[Saved entries]
......

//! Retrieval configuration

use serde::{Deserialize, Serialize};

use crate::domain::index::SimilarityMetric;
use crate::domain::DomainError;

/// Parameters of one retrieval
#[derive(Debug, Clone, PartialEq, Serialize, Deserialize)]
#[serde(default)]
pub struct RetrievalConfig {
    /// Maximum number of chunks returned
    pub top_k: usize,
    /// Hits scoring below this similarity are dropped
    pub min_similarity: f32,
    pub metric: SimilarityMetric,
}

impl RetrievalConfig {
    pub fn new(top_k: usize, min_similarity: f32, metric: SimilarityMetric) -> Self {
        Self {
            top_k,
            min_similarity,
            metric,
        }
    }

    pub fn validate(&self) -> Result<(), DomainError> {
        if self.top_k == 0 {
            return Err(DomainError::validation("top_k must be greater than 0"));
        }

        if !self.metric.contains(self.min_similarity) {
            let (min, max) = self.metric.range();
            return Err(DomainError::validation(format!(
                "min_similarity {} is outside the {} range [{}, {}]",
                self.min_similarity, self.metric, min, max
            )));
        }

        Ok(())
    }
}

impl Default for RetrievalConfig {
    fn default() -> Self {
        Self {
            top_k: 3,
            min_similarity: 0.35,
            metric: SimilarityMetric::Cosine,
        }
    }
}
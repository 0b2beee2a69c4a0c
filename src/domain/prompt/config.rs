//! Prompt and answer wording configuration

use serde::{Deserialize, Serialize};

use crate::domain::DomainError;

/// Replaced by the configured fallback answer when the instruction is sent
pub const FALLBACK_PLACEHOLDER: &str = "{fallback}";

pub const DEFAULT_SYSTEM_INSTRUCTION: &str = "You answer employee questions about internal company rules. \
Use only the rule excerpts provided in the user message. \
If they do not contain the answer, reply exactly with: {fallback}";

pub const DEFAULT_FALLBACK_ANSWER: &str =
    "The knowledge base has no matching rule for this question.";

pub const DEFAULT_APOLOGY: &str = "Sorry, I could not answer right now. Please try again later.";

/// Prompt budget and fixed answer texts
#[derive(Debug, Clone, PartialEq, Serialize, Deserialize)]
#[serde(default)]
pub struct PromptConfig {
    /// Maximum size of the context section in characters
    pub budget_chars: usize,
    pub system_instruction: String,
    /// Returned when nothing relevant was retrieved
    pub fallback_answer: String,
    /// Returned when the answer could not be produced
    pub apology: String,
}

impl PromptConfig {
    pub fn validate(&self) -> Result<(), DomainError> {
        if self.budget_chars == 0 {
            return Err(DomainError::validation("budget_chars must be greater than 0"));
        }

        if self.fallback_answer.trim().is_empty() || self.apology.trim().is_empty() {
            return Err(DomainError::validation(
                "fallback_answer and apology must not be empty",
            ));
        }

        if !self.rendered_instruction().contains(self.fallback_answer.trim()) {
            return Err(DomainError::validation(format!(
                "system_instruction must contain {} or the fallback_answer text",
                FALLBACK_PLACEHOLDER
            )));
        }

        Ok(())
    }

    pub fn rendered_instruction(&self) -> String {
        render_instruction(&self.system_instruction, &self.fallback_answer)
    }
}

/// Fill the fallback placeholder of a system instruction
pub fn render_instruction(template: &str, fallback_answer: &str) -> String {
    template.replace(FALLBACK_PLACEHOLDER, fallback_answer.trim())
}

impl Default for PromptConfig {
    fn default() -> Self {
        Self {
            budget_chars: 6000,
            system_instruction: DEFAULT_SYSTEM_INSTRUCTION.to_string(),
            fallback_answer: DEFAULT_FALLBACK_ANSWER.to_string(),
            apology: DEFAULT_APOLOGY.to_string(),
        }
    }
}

......

Search the entries for "than" and show every line that has it.

            return Err(DomainError::validation("top_k must be greater than 0"));
            return Err(DomainError::validation("budget_chars must be greater than 0"));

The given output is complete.